(Problem to solve): Retype every line of the data, keeping each word exactly.
___ The input
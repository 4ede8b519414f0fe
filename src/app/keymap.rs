use crossterm::event::{KeyCode, KeyEvent, KeyModifiers};
use serde::{Deserialize, Deserializer, Serialize, Serializer};
use std::fmt;
use std::str::FromStr;
use thiserror::Error;

#[derive(Debug, Error, PartialEq, Eq)]
pub enum KeyComboError {
    #[error("empty key combination")]
    Empty,
    #[error("unknown modifier `{0}`")]
    UnknownModifier(String),
    #[error("unknown key `{0}`")]
    UnknownKey(String),
}

/// A key plus modifiers, e.g. `mod+k` or `ctrl+shift+p`.
///
/// `mod` is the platform primary modifier: it matches either Ctrl or
/// Super (Cmd), so `mod+k` covers both Ctrl+K and Cmd+K.
#[derive(Debug, Clone, Copy, PartialEq, Eq)]
pub struct KeyCombo {
    pub code: KeyCode,
    pub modifiers: KeyModifiers,
    pub primary: bool,
}

impl KeyCombo {
    #[must_use]
    pub const fn new(code: KeyCode, modifiers: KeyModifiers) -> Self {
        Self {
            code,
            modifiers,
            primary: false,
        }
    }

    #[must_use]
    pub const fn primary(code: KeyCode) -> Self {
        Self {
            code,
            modifiers: KeyModifiers::NONE,
            primary: true,
        }
    }

    pub fn matches(&self, event: &KeyEvent) -> bool {
        if normalize(event.code) != normalize(self.code) {
            return false;
        }

        let mut mods = event.modifiers;
        // Terminals report uppercase letters with SHIFT; only compare it when asked for.
        if matches!(event.code, KeyCode::Char(_)) && !self.modifiers.contains(KeyModifiers::SHIFT) {
            mods.remove(KeyModifiers::SHIFT);
        }

        if self.primary {
            let primary = KeyModifiers::CONTROL | KeyModifiers::SUPER;
            if !mods.intersects(primary) {
                return false;
            }
            mods.remove(primary);
        }

        mods == self.modifiers
    }
}

impl Default for KeyCombo {
    fn default() -> Self {
        Self::primary(KeyCode::Char('k'))
    }
}

fn normalize(code: KeyCode) -> KeyCode {
    match code {
        KeyCode::Char(c) => KeyCode::Char(c.to_ascii_lowercase()),
        other => other,
    }
}

impl FromStr for KeyCombo {
    type Err = KeyComboError;

    fn from_str(s: &str) -> Result<Self, Self::Err> {
        let parts: Vec<&str> = s.split('+').map(str::trim).collect();
        let (key, mods) = match parts.split_last() {
            Some((key, mods)) if !key.is_empty() => (*key, mods),
            _ => return Err(KeyComboError::Empty),
        };

        let mut combo = KeyCombo::new(parse_key(key)?, KeyModifiers::NONE);
        for m in mods {
            match m.to_ascii_lowercase().as_str() {
                "mod" | "primary" => combo.primary = true,
                "ctrl" | "control" => combo.modifiers |= KeyModifiers::CONTROL,
                "cmd" | "super" | "meta" => combo.modifiers |= KeyModifiers::SUPER,
                "alt" | "option" => combo.modifiers |= KeyModifiers::ALT,
                "shift" => combo.modifiers |= KeyModifiers::SHIFT,
                other => return Err(KeyComboError::UnknownModifier(other.to_string())),
            }
        }
        Ok(combo)
    }
}

fn parse_key(key: &str) -> Result<KeyCode, KeyComboError> {
    let lower = key.to_ascii_lowercase();
    let code = match lower.as_str() {
        "esc" | "escape" => KeyCode::Esc,
        "enter" | "return" => KeyCode::Enter,
        "space" => KeyCode::Char(' '),
        "tab" => KeyCode::Tab,
        "up" => KeyCode::Up,
        "down" => KeyCode::Down,
        "left" => KeyCode::Left,
        "right" => KeyCode::Right,
        "backspace" => KeyCode::Backspace,
        _ => {
            let mut chars = lower.chars();
            match (chars.next(), chars.next()) {
                (Some(c), None) => KeyCode::Char(c),
                (Some('f'), Some(_)) => lower[1..]
                    .parse::<u8>()
                    .map(KeyCode::F)
                    .map_err(|_| KeyComboError::UnknownKey(key.to_string()))?,
                _ => return Err(KeyComboError::UnknownKey(key.to_string())),
            }
        }
    };
    Ok(code)
}

impl fmt::Display for KeyCombo {
    fn fmt(&self, f: &mut fmt::Formatter<'_>) -> fmt::Result {
        if self.primary {
            f.write_str("mod+")?;
        }
        if self.modifiers.contains(KeyModifiers::CONTROL) {
            f.write_str("ctrl+")?;
        }
        if self.modifiers.contains(KeyModifiers::SUPER) {
            f.write_str("cmd+")?;
        }
        if self.modifiers.contains(KeyModifiers::ALT) {
            f.write_str("alt+")?;
        }
        if self.modifiers.contains(KeyModifiers::SHIFT) {
            f.write_str("shift+")?;
        }
        match self.code {
            KeyCode::Char(' ') => f.write_str("space"),
            KeyCode::Char(c) => write!(f, "{c}"),
            KeyCode::Esc => f.write_str("esc"),
            KeyCode::Enter => f.write_str("enter"),
            KeyCode::Tab => f.write_str("tab"),
            KeyCode::Up => f.write_str("up"),
            KeyCode::Down => f.write_str("down"),
            KeyCode::Left => f.write_str("left"),
            KeyCode::Right => f.write_str("right"),
            KeyCode::Backspace => f.write_str("backspace"),
            KeyCode::F(n) => write!(f, "f{n}"),
            other => write!(f, "{other:?}"),
        }
    }
}

impl Serialize for KeyCombo {
    fn serialize<S: Serializer>(&self, serializer: S) -> Result<S::Ok, S::Error> {
        serializer.collect_str(self)
    }
}

impl<'de> Deserialize<'de> for KeyCombo {
    fn deserialize<D: Deserializer<'de>>(deserializer: D) -> Result<Self, D::Error> {
        let s = String::deserialize(deserializer)?;
        s.parse().map_err(serde::de::Error::custom)
    }
}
______
(Result of the exercise):
repository 4ede8b519414f0fe
filename src/app/keymap.rs
use crossterm::event::{KeyCode, KeyEvent, KeyModifiers};
use serde::{Deserialize, Deserializer, Serialize, Serializer};
use std::fmt;
use std::str::FromStr;
use thiserror::Error;

#[derive(Debug, Error, PartialEq, Eq)]
pub enum KeyComboError {
    #[error("empty key combination")]
    Empty,
    #[error("unknown modifier `{0}`")]
    UnknownModifier(String),
    #[error("unknown key `{0}`")]
    UnknownKey(String),
}

/// A key plus modifiers, e.g. `mod+k` or `ctrl+shift+p`.
///
/// `mod` is the platform primary modifier: it matches either Ctrl or
/// Super (Cmd), so `mod+k` covers both Ctrl+K and Cmd+K.
#[derive(Debug, Clone, Copy, PartialEq, Eq)]
pub struct KeyCombo {
    pub code: KeyCode,
    pub modifiers: KeyModifiers,
    pub primary: bool,
}

impl KeyCombo {
    #[must_use]
    pub const fn new(code: KeyCode, modifiers: KeyModifiers) -> Self {
        Self {
            code,
            modifiers,
            primary: false,
        }
    }

    #[must_use]
    pub const fn primary(code: KeyCode) -> Self {
        Self {
            code,
            modifiers: KeyModifiers::NONE,
            primary: true,
        }
    }

    pub fn matches(&self, event: &KeyEvent) -> bool {
        if normalize(event.code) != normalize(self.code) {
            return false;
        }

        let mut mods = event.modifiers;
        // Terminals report uppercase letters with SHIFT; only compare it when asked for.
        if matches!(event.code, KeyCode::Char(_)) && !self.modifiers.contains(KeyModifiers::SHIFT) {
            mods.remove(KeyModifiers::SHIFT);
        }

        if self.primary {
            let primary = KeyModifiers::CONTROL | KeyModifiers::SUPER;
            if !mods.intersects(primary) {
                return false;
            }
            mods.remove(primary);
        }

        mods == self.modifiers
    }
}

impl Default for KeyCombo {
    fn default() -> Self {
        Self::primary(KeyCode::Char('k'))
    }
}

fn normalize(code: KeyCode) -> KeyCode {
    match code {
        KeyCode::Char(c) => KeyCode::Char(c.to_ascii_lowercase()),
        other => other,
    }
}

impl FromStr for KeyCombo {
    type Err = KeyComboError;

    fn from_str(s: &str) -> Result<Self, Self::Err> {
        let parts: Vec<&str> = s.split('+').map(str::trim).collect();
        let (key, mods) = match parts.split_last() {
            Some((key, mods)) if !key.is_empty() => (*key, mods),
            _ => return Err(KeyComboError::Empty),
        };

        let mut combo = KeyCombo::new(parse_key(key)?, KeyModifiers::NONE);
        for m in mods {
            match m.to_ascii_lowercase().as_str() {
                "mod" | "primary" => combo.primary = true,
                "ctrl" | "control" => combo.modifiers |= KeyModifiers::CONTROL,
                "cmd" | "super" | "meta" => combo.modifiers |= KeyModifiers::SUPER,
                "alt" | "option" => combo.modifiers |= KeyModifiers::ALT,
                "shift" => combo.modifiers |= KeyModifiers::SHIFT,
                other => return Err(KeyComboError::UnknownModifier(other.to_string())),
            }
        }
        Ok(combo)
    }
}

fn parse_key(key: &str) -> Result<KeyCode, KeyComboError> {
    let lower = key.to_ascii_lowercase();
    let code = match lower.as_str() {
        "esc" | "escape" => KeyCode::Esc,
        "enter" | "return" => KeyCode::Enter,
        "space" => KeyCode::Char(' '),
        "tab" => KeyCode::Tab,
        "up" => KeyCode::Up,
        "down" => KeyCode::Down,
        "left" => KeyCode::Left,
        "right" => KeyCode::Right,
        "backspace" => KeyCode::Backspace,
        _ => {
            let mut chars = lower.chars();
            match (chars.next(), chars.next()) {
                (Some(c), None) => KeyCode::Char(c),
                (Some('f'), Some(_)) => lower[1..]
                    .parse::<u8>()
                    .map(KeyCode::F)
                    .map_err(|_| KeyComboError::UnknownKey(key.to_string()))?,
                _ => return Err(KeyComboError::UnknownKey(key.to_string())),
            }
        }
    };
    Ok(code)
}

impl fmt::Display for KeyCombo {
    fn fmt(&self, f: &mut fmt::Formatter<'_>) -> fmt::Result {
        if self.primary {
            f.write_str("mod+")?;
        }
        if self.modifiers.contains(KeyModifiers::CONTROL) {
            f.write_str("ctrl+")?;
        }
        if self.modifiers.contains(KeyModifiers::SUPER) {
            f.write_str("cmd+")?;
        }
        if self.modifiers.contains(KeyModifiers::ALT) {
            f.write_str("alt+")?;
        }
        if self.modifiers.contains(KeyModifiers::SHIFT) {
            f.write_str("shift+")?;
        }
        match self.code {
            KeyCode::Char(' ') => f.write_str("space"),
            KeyCode::Char(c) => write!(f, "{c}"),
            KeyCode::Esc => f.write_str("esc"),
            KeyCode::Enter => f.write_str("enter"),
            KeyCode::Tab => f.write_str("tab"),
            KeyCode::Up => f.write_str("up"),
            KeyCode::Down => f.write_str("down"),
            KeyCode::Left => f.write_str("left"),
            KeyCode::Right => f.write_str("right"),
            KeyCode::Backspace => f.write_str("backspace"),
            KeyCode::F(n) => write!(f, "f{n}"),
            other => write!(f, "{other:?}"),
        }
    }
}

impl Serialize for KeyCombo {
    fn serialize<S: Serializer>(&self, serializer: S) -> Result<S::Ok, S::Error> {
        serializer.collect_str(self)
    }
}

impl<'de> Deserialize<'de> for KeyCombo {
    fn deserialize<D: Deserializer<'de>>(deserializer: D) -> Result<Self, D::Error> {
        let s = String::deserialize(deserializer)?;
        s.parse().map_err(serde::de::Error::custom)
    }
}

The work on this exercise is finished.